L'insistance sur les permanences de l'histoire africaine, au-delà de la classique division historiographique entre période précoloniale, coloniale et contemporaine, est un des atouts essentiels de ce livre. Ce qui convainc moins, en revanche, c'est l'accent mis sur l'isolement du continent tout au long de l'histoire. Il y a en effet quelque paradoxe à expliquer, dans une optique très classique, le retard de l'Afrique par son imperméabilité aux facteurs extérieurs et dans le même temps sa résistance à la dépopulation, voire à l'extermination par ces mêmes contacts avec l'extérieur.
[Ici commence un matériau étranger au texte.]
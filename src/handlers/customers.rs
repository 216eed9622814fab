use axum::{
    extract::{Path, Query, State},
    http::StatusCode,
    routing::get,
    Json, Router,
};
use serde::Deserialize;
use serde_json::json;
use uuid::Uuid;

use crate::{
    auth::AuthenticatedUser,
    errors::ServiceError,
    handlers::common::PaginationParams,
    services::customers::{CreateCustomerRequest, CustomerListResponse, UpdateCustomerRequest},
    AppState,
};

pub fn admin_routes() -> Router<AppState> {
    Router::new()
        .route("/", get(list_customers).post(create_customer))
        .route(
            "/:id",
            get(get_customer).put(update_customer).delete(delete_customer),
        )
}

#[derive(Debug, Deserialize)]
struct ListCustomersQuery {
    page: Option<u64>,
    per_page: Option<u64>,
    /// Exact email lookup, case-insensitive
    email: Option<String>,
}

async fn list_customers(
    _user: AuthenticatedUser,
    State(state): State<AppState>,
    Query(query): Query<ListCustomersQuery>,
) -> Result<Json<serde_json::Value>, ServiceError> {
    // An email filter is a point lookup, not a page through the list
    if let Some(email) = query.email.as_deref().map(str::trim).filter(|e| !e.is_empty()) {
        let customers: Vec<_> = state
            .services
            .customers
            .find_by_email(email)
            .await?
            .into_iter()
            .collect();
        let total = customers.len() as u64;
        let response = CustomerListResponse {
            customers,
            total,
            page: 1,
            per_page: 1,
        };
        return Ok(Json(json!({ "success": true, "data": response })));
    }

    let params = PaginationParams {
        page: query.page,
        per_page: query.per_page,
    };
    let response = state
        .services
        .customers
        .list_customers(params.page(), params.per_page())
        .await?;
    Ok(Json(json!({ "success": true, "data": response })))
}

async fn get_customer(
    _user: AuthenticatedUser,
    State(state): State<AppState>,
    Path(id): Path<Uuid>,
) -> Result<Json<serde_json::Value>, ServiceError> {
    let customer = state.services.customers.get_customer(id).await?;
    Ok(Json(json!({ "success": true, "data": customer })))
}

async fn create_customer(
    _user: AuthenticatedUser,
    State(state): State<AppState>,
    Json(request): Json<CreateCustomerRequest>,
) -> Result<(StatusCode, Json<serde_json::Value>), ServiceError> {
    let customer = state.services.customers.create_customer(request).await?;
    Ok((
        StatusCode::CREATED,
        Json(json!({ "success": true, "data": customer })),
    ))
}

async fn update_customer(
    _user: AuthenticatedUser,
    State(state): State<AppState>,
    Path(id): Path<Uuid>,
    Json(request): Json<UpdateCustomerRequest>,
) -> Result<Json<serde_json::Value>, ServiceError> {
    let customer = state
        .services
        .customers
        .update_customer(id, request)
        .await?;
    Ok(Json(json!({ "success": true, "data": customer })))
}

async fn delete_customer(
    _user: AuthenticatedUser,
    State(state): State<AppState>,
    Path(id): Path<Uuid>,
) -> Result<Json<serde_json::Value>, ServiceError> {
    state.services.customers.delete_customer(id).await?;
    Ok(Json(
        json!({ "success": true, "message": "Customer deleted" }),
    ))
}
use chrono::{DateTime, Utc};
use rust_decimal::Decimal;
use sea_orm::entity::prelude::*;
use serde::{Deserialize, Serialize};
use uuid::Uuid;
use validator::Validate;

/// Closed set of discount types the admin UI can assign. `FreeShipping`
/// yields no subtotal discount; shipping is settled outside the evaluator.
#[derive(Debug, Clone, Copy, PartialEq, Eq, EnumIter, DeriveActiveEnum, Serialize, Deserialize)]
#[sea_orm(rs_type = "String", db_type = "String(StringLen::None)")]
#[serde(rename_all = "snake_case")]
pub enum DiscountType {
    #[sea_orm(string_value = "percentage")]
    Percentage,
    #[sea_orm(string_value = "fixed")]
    Fixed,
    #[sea_orm(string_value = "free_shipping")]
    FreeShipping,
}

#[derive(Debug, Clone, Copy, PartialEq, Eq, EnumIter, DeriveActiveEnum, Serialize, Deserialize)]
#[sea_orm(rs_type = "String", db_type = "String(StringLen::None)")]
#[serde(rename_all = "snake_case")]
pub enum PromotionStatus {
    #[sea_orm(string_value = "active")]
    Active,
    #[sea_orm(string_value = "inactive")]
    Inactive,
}

#[derive(Clone, Debug, PartialEq, Eq, DeriveEntityModel, Serialize, Deserialize, Validate)]
#[sea_orm(table_name = "promotions")]
pub struct Model {
    #[sea_orm(primary_key, auto_increment = false)]
    pub id: Uuid,

    /// Stored uppercase; lookups normalize before matching.
    #[sea_orm(unique)]
    #[validate(length(min = 1, max = 50, message = "Promo code is required"))]
    pub promo_code: String,

    #[validate(length(min = 1, max = 200, message = "Title is required"))]
    pub title: String,
    pub description: Option<String>,

    pub discount_type: DiscountType,
    pub discount_value: Decimal,
    pub min_order_value: Decimal,

    pub start_date: DateTime<Utc>,
    pub end_date: DateTime<Utc>,
    pub status: PromotionStatus,

    pub created_at: DateTime<Utc>,
    pub updated_at: Option<DateTime<Utc>>,
}

#[derive(Copy, Clone, Debug, EnumIter, DeriveRelation)]
pub enum Relation {}

impl ActiveModelBehavior for ActiveModel {}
L'Afrique, loin d'être un continent isolé, est le continent, par excellence, de la relation, et John Iliffe le sait bien qui a montré, dans un autre ouvrage, les liens unissant le commerce de Kano, à l'époque précoloniale, avec le capitalisme nigérian d'aujourd'hui.
Ces quelques réserves n'enlèvent rien aux qualités d'un livre qui deviendra sans nul doute un classique de l'introduction aux études africaines. Le souci de traiter l'ensemble du continent, de prendre en compte aussi bien les aspects anthropologiques que le domaine proprement historique, de lier continûment le passé et le présent, en un mot de faire une véritable anthropologie historique de l'Afrique, dans le ton et dans l'esprit d'un ouvrage de vulgarisation, classe son auteur au premier rang des africanistes contemporains.

1 1re éd., Africans. The History of a Continent, Cambridge, Cambridge University Press, 1995. Cf. le compte rendu de C. Coquery-Vidrovitch, Cahier d'Études africaines, XXXVII (1), 145, 1997 : 238-240.